Karla und Volker, M.
80 Jahre
Berlin

We got married three months before the fall of the wall. Volker’s 18-year-old son waited until his father had gotten married and left for the West shortly after, in September 1989. At first, he stayed with Volker’s brother in the Eifel, where his uncle had gotten him a job. Before the turn of the year, we got into our Wartburg and made our way to Volker’s brother, and his son, for a family reunion. Our Begrüßungsgeld, which we probably picked up at Zoo station, must have gone entirely on fuel. Wartburgs, which like Trabants had a two-stroke engine, drove on a mixture of petrol and oil. In East German petrol stations you could obviously get this at the pump, but in the West we had to mix part petrol, part two-stroke oil in a large pot, stir it with a wooden spoon and then poor it into the tank with a funnel.

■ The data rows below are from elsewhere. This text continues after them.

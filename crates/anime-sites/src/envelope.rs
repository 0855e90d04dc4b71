//! The `{status, content, message}` JSON wrapper both sites put around
//! HTML fragments.

use anime_fetch::{FetchError, Result};
use serde::Deserialize;

const STATUS_SUCCESS: &str = "success";

#[derive(Debug, Clone, Default, PartialEq, Eq, Deserialize)]
pub struct Envelope {
    /// Absent on Shikimori responses.
    #[serde(default)]
    pub status: Option<String>,
    #[serde(default)]
    pub content: String,
    #[serde(default)]
    pub message: Option<String>,
}

impl Envelope {
    /// The HTML fragment, requiring `status == "success"`.
    pub fn into_checked_content(self) -> Result<String> {
        match self.status.as_deref() {
            Some(STATUS_SUCCESS) => self.into_content(),
            other => Err(FetchError::service(format!(
                "upstream returned status {:?}: {}",
                other.unwrap_or_default(),
                self.message.as_deref().unwrap_or("no message")
            ))),
        }
    }

    /// The HTML fragment; empty content means nothing matched.
    pub fn into_content(self) -> Result<String> {
        if self.content.trim().is_empty() {
            return Err(FetchError::no_results("upstream returned empty content"));
        }
        Ok(self.content)
    }
}

#[cfg(test)]
mod tests {
    use super::*;
    use anime_fetch::ErrorKind;

    fn parse(raw: &str) -> Envelope {
        serde_json::from_str(raw).unwrap()
    }

    #[test]
    fn test_success_envelope() {
        let envelope = parse(r#"{"status":"success","content":"<div>...</div>"}"#);
        assert_eq!(envelope.into_checked_content().unwrap(), "<div>...</div>");
    }

    #[test]
    fn test_failed_status_carries_message() {
        let err = parse(r#"{"status":"error","content":"","message":"Anime not found"}"#)
            .into_checked_content()
            .unwrap_err();
        assert_eq!(err.kind(), ErrorKind::ServiceError);
        assert!(err.message().contains("Anime not found"));
        assert!(err.message().contains("error"));
    }

    #[test]
    fn test_missing_status_fails_checked() {
        let err = parse(r#"{"content":"<div/>"}"#)
            .into_checked_content()
            .unwrap_err();
        assert_eq!(err.kind(), ErrorKind::ServiceError);
    }

    #[test]
    fn test_empty_content_is_no_results() {
        let err = parse(r#"{"status":"success","content":"  "}"#)
            .into_checked_content()
            .unwrap_err();
        assert_eq!(err.kind(), ErrorKind::NoResults);

        let err = parse(r#"{"content":""}"#).into_content().unwrap_err();
        assert_eq!(err.kind(), ErrorKind::NoResults);
    }

    #[test]
    fn test_content_only_envelope() {
        let envelope = parse(r#"{"content":"<div class=\"b-db_entry-variant-list_item\"></div>"}"#);
        assert!(envelope.status.is_none());
        assert!(envelope.into_content().unwrap().contains("variant-list_item"));
    }
}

When we got ready to go back home after New Year’s Eve, Volker’s brother said: “You don’t have to fill up again, I’ve still got loads of oil down in the garage.” And he filled up our Wartburg with his homemade mixture of petrol and oil. But what he hadn’t taken into account was that it wasn’t two-stroke oil, but ordinary motor oil. This became clear at every junction in the city centre – at every green light the engine misfired and created a small explosion. Karla wished the ground would open up and swallow her, because we must have looked like the last stupid Easterners.